Recorde-se ainda, a este respeito, que os espaços colectivos de vida e cultura alternativas, que funcionaram durante décadas inseridas nos tecidos urbanos em edifícios ocupados, têm sido encerrados nos últimos anos, numa onda aparentemente concertada, sempre com o recurso à violência policial, em acções levadas a cabo por governos europeus de todas as cores. Outras tentativas recentes para ocupar espaços abandonados, com o objectivo de desenvolver projectos culturais alternativos têm tido a mesma sorte. Entre nós, as sucessivas leis liberalizadoras dos arrendamentos urbanos vêm ameaçar a sobrevivência de muitas associações e espaços de sociabilidade colectiva.
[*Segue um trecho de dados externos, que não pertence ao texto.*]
use std::collections::HashMap;
use std::io::Read;

use flate2::read::ZlibDecoder;

use crate::fonts::winansi_decode;

// ── Error type ────────────────────────────────────────────────────────────────

/// Errors that can occur when reading a PDF.
#[derive(Debug, PartialEq)]
pub enum PdfReadError {
    /// The bytes do not start with a valid `%PDF-` header.
    NotAPdf,
    /// The `startxref` keyword or its offset could not be found.
    StartxrefNotFound,
    /// The cross-reference table is missing or could not be parsed.
    MalformedXref,
    /// The trailer dictionary is missing or malformed.
    MalformedTrailer,
    /// The PDF uses a cross-reference stream (PDF 1.5+), which is not supported.
    XrefStreamNotSupported,
    /// An object reference could not be resolved (offset out of range or malformed).
    UnresolvableObject(u32),
    /// The page tree structure is invalid (missing /Count, /Pages or /Kids).
    MalformedPageTree,
    /// A content stream is truncated or could not be decompressed.
    MalformedStream(u32),
    /// A page index past the end of the document.
    PageOutOfRange(usize),
}

impl std::fmt::Display for PdfReadError {
    fn fmt(&self, f: &mut std::fmt::Formatter<'_>) -> std::fmt::Result {
        match self {
            PdfReadError::NotAPdf => write!(f, "not a PDF file"),
            PdfReadError::StartxrefNotFound => write!(f, "startxref not found"),
            PdfReadError::MalformedXref => write!(f, "malformed or missing xref table"),
            PdfReadError::MalformedTrailer => write!(f, "malformed or missing trailer"),
            PdfReadError::XrefStreamNotSupported => {
                write!(f, "cross-reference streams (PDF 1.5+) are not supported")
            }
            PdfReadError::UnresolvableObject(n) => write!(f, "cannot resolve object {}", n),
            PdfReadError::MalformedPageTree => write!(f, "malformed page tree"),
            PdfReadError::MalformedStream(n) => write!(f, "malformed stream in object {}", n),
            PdfReadError::PageOutOfRange(i) => write!(f, "page index {} out of range", i),
        }
    }
}

impl std::error::Error for PdfReadError {}

// ── Public API ─────────────────────────────────────────────────────────────────

/// Reads an existing PDF.
///
/// `PdfReader` parses the cross-reference table and trailer, walks the
/// page tree, and can pull the text shown on each page back out of its
/// content stream. Only literal strings drawn with `Tj` are extracted,
/// decoded as WinAnsi, one line per text object.
///
/// # Limitations
/// PDF 1.5+ cross-reference streams are not supported. Files that use them
/// return `PdfReadError::XrefStreamNotSupported`.
pub struct PdfReader {
    data: Vec<u8>,
    /// Maps each object number to its byte offset in `data`.
    xref: HashMap<u32, usize>,
    version: String,
    pages: Vec<u32>,
}

impl PdfReader {
    /// Parse a PDF from raw bytes.
    pub fn from_bytes(data: Vec<u8>) -> Result<Self, PdfReadError> {
        let version = parse_version(&data)?;
        let xref_offset = find_startxref(&data)?;
        let (xref, root_ref) = parse_xref_and_trailer(&data, xref_offset)?;
        let pages = resolve_pages(&data, &xref, root_ref)?;

        Ok(PdfReader {
            data,
            xref,
            version,
            pages,
        })
    }

    /// Number of pages in the document.
    pub fn page_count(&self) -> usize {
        self.pages.len()
    }

    /// PDF version string (e.g. `"1.7"`).
    pub fn pdf_version(&self) -> &str {
        &self.version
    }

    /// Text shown on page `index` (zero-based).
    pub fn page_text(&self, index: usize) -> Result<String, PdfReadError> {
        let page_num = *self
            .pages
            .get(index)
            .ok_or(PdfReadError::PageOutOfRange(index))?;
        let page = resolve_dict(&self.data, &self.xref, page_num)?;
        let content_num: u32 = match page.get("Contents") {
            Some(r) => r.parse().map_err(|_| PdfReadError::MalformedPageTree)?,
            None => return Ok(String::new()),
        };
        let content = resolve_stream(&self.data, &self.xref, content_num)?;
        Ok(extract_shown_text(&content))
    }

    /// Text of every page, in page order.
    pub fn text(&self) -> Result<String, PdfReadError> {
        let mut out = String::new();
        for i in 0..self.pages.len() {
            out.push_str(&self.page_text(i)?);
        }
        Ok(out)
    }
}

// ── Internal parsing ───────────────────────────────────────────────────────────

/// Extract the PDF version from the `%PDF-x.y` header.
fn parse_version(data: &[u8]) -> Result<String, PdfReadError> {
    if data.len() < 8 || !data.starts_with(b"%PDF-") {
        return Err(PdfReadError::NotAPdf);
    }
    let rest = &data[5..];
    let end = rest
        .iter()
        .position(|&b| b == b'\n' || b == b'\r' || b == b' ')
        .unwrap_or(rest.len());
    std::str::from_utf8(&rest[..end])
        .map(|s| s.to_string())
        .map_err(|_| PdfReadError::NotAPdf)
}

/// Scan backward from the end of the file to find the `startxref` offset.
fn find_startxref(data: &[u8]) -> Result<usize, PdfReadError> {
    let search_start = data.len().saturating_sub(1024);
    let tail = &data[search_start..];

    let keyword = b"startxref";
    let pos = tail
        .windows(keyword.len())
        .rposition(|w| w == keyword)
        .ok_or(PdfReadError::StartxrefNotFound)?;

    let after = &tail[pos + keyword.len()..];
    let (offset_str, _) = next_token(after).ok_or(PdfReadError::StartxrefNotFound)?;
    let offset: usize = offset_str
        .parse()
        .map_err(|_| PdfReadError::StartxrefNotFound)?;

    if offset >= data.len() {
        return Err(PdfReadError::StartxrefNotFound);
    }
    Ok(offset)
}

/// Parse the xref table starting at `xref_offset` and the following trailer.
///
/// Returns `(object_offset_map, root_object_number)`.
fn parse_xref_and_trailer(
    data: &[u8],
    xref_offset: usize,
) -> Result<(HashMap<u32, usize>, u32), PdfReadError> {
    let section = &data[xref_offset..];

    if !skip_ascii_whitespace(section).starts_with(b"xref") {
        return Err(PdfReadError::XrefStreamNotSupported);
    }

    let xref = parse_xref_table(section)?;
    let root = parse_trailer_root(section)?;
    Ok((xref, root))
}

/// Parse the traditional xref table.
///
/// Each subsection has a header line `{first_obj} {count}` followed by
/// 20-byte fixed-width entries: `{offset:010} {gen:05} {n|f}\r\n`.
fn parse_xref_table(section: &[u8]) -> Result<HashMap<u32, usize>, PdfReadError> {
    const ENTRY_SIZE: usize = 20;
    let mut map = HashMap::new();

    let trimmed = skip_ascii_whitespace(section);
    let mut cursor = &trimmed[b"xref".len()..];
    loop {
        let trimmed = skip_ascii_whitespace(cursor);
        if trimmed.is_empty() || trimmed.starts_with(b"trailer") {
            break;
        }

        let (first_obj_str, after_first) =
            next_token(trimmed).ok_or(PdfReadError::MalformedXref)?;
        let first_obj: u32 = first_obj_str
            .parse()
            .map_err(|_| PdfReadError::MalformedXref)?;
        let (count_str, after_count) =
            next_token(after_first).ok_or(PdfReadError::MalformedXref)?;
        let count: usize = count_str.parse().map_err(|_| PdfReadError::MalformedXref)?;

        let entries = skip_line(after_count);
        if entries.len() < count * ENTRY_SIZE {
            return Err(PdfReadError::MalformedXref);
        }

        for i in 0..count {
            let entry = &entries[i * ENTRY_SIZE..(i + 1) * ENTRY_SIZE];
            // Status: byte 17 ('n' = in-use, 'f' = free)
            if entry[17] != b'n' {
                continue;
            }
            let offset: usize = std::str::from_utf8(&entry[..10])
                .ok()
                .and_then(|s| s.parse().ok())
                .ok_or(PdfReadError::MalformedXref)?;
            let obj_num = first_obj + i as u32;
            if obj_num > 0 {
                map.insert(obj_num, offset);
            }
        }

        cursor = &entries[count * ENTRY_SIZE..];
    }

    Ok(map)
}

/// Extract the `/Root` object number from the trailer dictionary.
fn parse_trailer_root(section: &[u8]) -> Result<u32, PdfReadError> {
    let pos = section
        .windows(7)
        .position(|w| w == b"trailer")
        .ok_or(PdfReadError::MalformedTrailer)?;

    let dict = parse_dict_bytes(&section[pos + 7..]).ok_or(PdfReadError::MalformedTrailer)?;
    dict.get("Root")
        .and_then(|r| r.parse().ok())
        .ok_or(PdfReadError::MalformedTrailer)
}

/// Follow catalog → pages and collect leaf page object numbers in
/// document order, checking them against `/Count`.
fn resolve_pages(
    data: &[u8],
    xref: &HashMap<u32, usize>,
    catalog_obj_num: u32,
) -> Result<Vec<u32>, PdfReadError> {
    let catalog = resolve_dict(data, xref, catalog_obj_num)?;
    let pages_obj_num: u32 = catalog
        .get("Pages")
        .and_then(|r| r.parse().ok())
        .ok_or(PdfReadError::MalformedPageTree)?;

    let root = resolve_dict(data, xref, pages_obj_num)?;
    let count: usize = root
        .get("Count")
        .and_then(|c| c.parse().ok())
        .ok_or(PdfReadError::MalformedPageTree)?;

    let mut pages = Vec::with_capacity(count);
    collect_pages(data, xref, pages_obj_num, &mut pages, 0)?;
    if pages.len() != count {
        return Err(PdfReadError::MalformedPageTree);
    }
    Ok(pages)
}

fn collect_pages(
    data: &[u8],
    xref: &HashMap<u32, usize>,
    node: u32,
    pages: &mut Vec<u32>,
    depth: usize,
) -> Result<(), PdfReadError> {
    // Page trees are shallow; deep nesting means a reference cycle.
    if depth > 32 {
        return Err(PdfReadError::MalformedPageTree);
    }
    let body = object_body(data, xref, node)?;
    let dict = parse_dict_bytes(body).ok_or(PdfReadError::UnresolvableObject(node))?;
    match dict.get("Type").map(String::as_str) {
        Some("/Page") => pages.push(node),
        Some("/Pages") => {
            let kids = find_reference_array(body, b"/Kids")
                .ok_or(PdfReadError::MalformedPageTree)?;
            for kid in kids {
                collect_pages(data, xref, kid, pages, depth + 1)?;
            }
        }
        _ => return Err(PdfReadError::MalformedPageTree),
    }
    Ok(())
}

/// Bytes of an indirect object, starting after its `N G obj` header.
fn object_body<'a>(
    data: &'a [u8],
    xref: &HashMap<u32, usize>,
    obj_num: u32,
) -> Result<&'a [u8], PdfReadError> {
    let offset = xref
        .get(&obj_num)
        .copied()
        .filter(|&off| off < data.len())
        .ok_or(PdfReadError::UnresolvableObject(obj_num))?;
    let after_header =
        skip_obj_header(&data[offset..]).ok_or(PdfReadError::UnresolvableObject(obj_num))?;
    Ok(skip_ascii_whitespace(after_header))
}

/// Resolve an indirect object by number, parse its body as a dictionary,
/// and return a flat `name → first-token-of-value` map.
fn resolve_dict(
    data: &[u8],
    xref: &HashMap<u32, usize>,
    obj_num: u32,
) -> Result<HashMap<String, String>, PdfReadError> {
    let body = object_body(data, xref, obj_num)?;
    parse_dict_bytes(body).ok_or(PdfReadError::UnresolvableObject(obj_num))
}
São fenómenos políticos (situados fora da grande discussão retórica pelo cargo político, em torno de um objecto de «interesse público») que passam, por vezes, à margem da grande informação.
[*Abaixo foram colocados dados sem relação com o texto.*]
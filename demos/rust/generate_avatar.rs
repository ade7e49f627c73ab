/// Example: one-page avatar document with a caption.
///
/// Run with:
///   cargo run --example generate_avatar -p pdf-demos
///
/// Opens output at: demos/output/avatar.pdf
use profile_pdf::DocumentKind;

/// A 128x128 RGBA disc on a transparent background, encoded as PNG.
fn disc_png() -> Vec<u8> {
    let size = 128u32;
    let r = size as f64 / 2.0;
    let mut pixels = Vec::with_capacity((size * size * 4) as usize);
    for y in 0..size {
        for x in 0..size {
            let dx = x as f64 + 0.5 - r;
            let dy = y as f64 + 0.5 - r;
            let alpha = if dx * dx + dy * dy <= r * r { 255 } else { 0 };
            pixels.extend_from_slice(&[30, 58, 95, alpha]);
        }
    }
    let mut out = Vec::new();
    {
        let mut encoder = png::Encoder::new(&mut out, size, size);
        encoder.set_color(png::ColorType::Rgba);
        encoder.set_depth(png::BitDepth::Eight);
        let mut writer = encoder.write_header().expect("png header");
        writer.write_image_data(&pixels).expect("png data");
    }
    out
}

fn main() {
    std::fs::create_dir_all("demos/output").unwrap();
    let path = format!("demos/output/{}", DocumentKind::Avatar.file_name());

    let pdf = profile_pdf::render_avatar_only(&disc_png(), Some("Jane Doe")).expect("render avatar");
    std::fs::write(&path, &pdf).expect("write PDF");
    println!("Written to {}", path);
}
O artigo 25º, nº 1 da Declaração Universal dos Direitos do Homem afirma que: "Toda a pessoa tem direito a um nível de vida suficiente para lhe assegurar e à sua família a saúde e o bem-estar, principalmente quanto à alimentação, ao vestuário, ao alojamento, à assistência música e ainda quanto aos serviços sociais necessários, e tem direito à segurança no desemprego, na doença, na invalidez, na viuvez, na velhice ou outros casos de perda de meios de subsistência por circunstâncias independentes da sua vontade". A constituição portuguesa saída do 25 de Abril atribuía ao Estado deveres especiais nesta matéria, atribuindo ainda um papel especial às cooperativas. Esses deveres foram retirados e entregues à iniciativa privada nas revisões posteriores. Um direito humano básico voltou a constituir-se como puro negócio novamente, depois do interregno corporativo. O campo é fértil para todas as demagogias.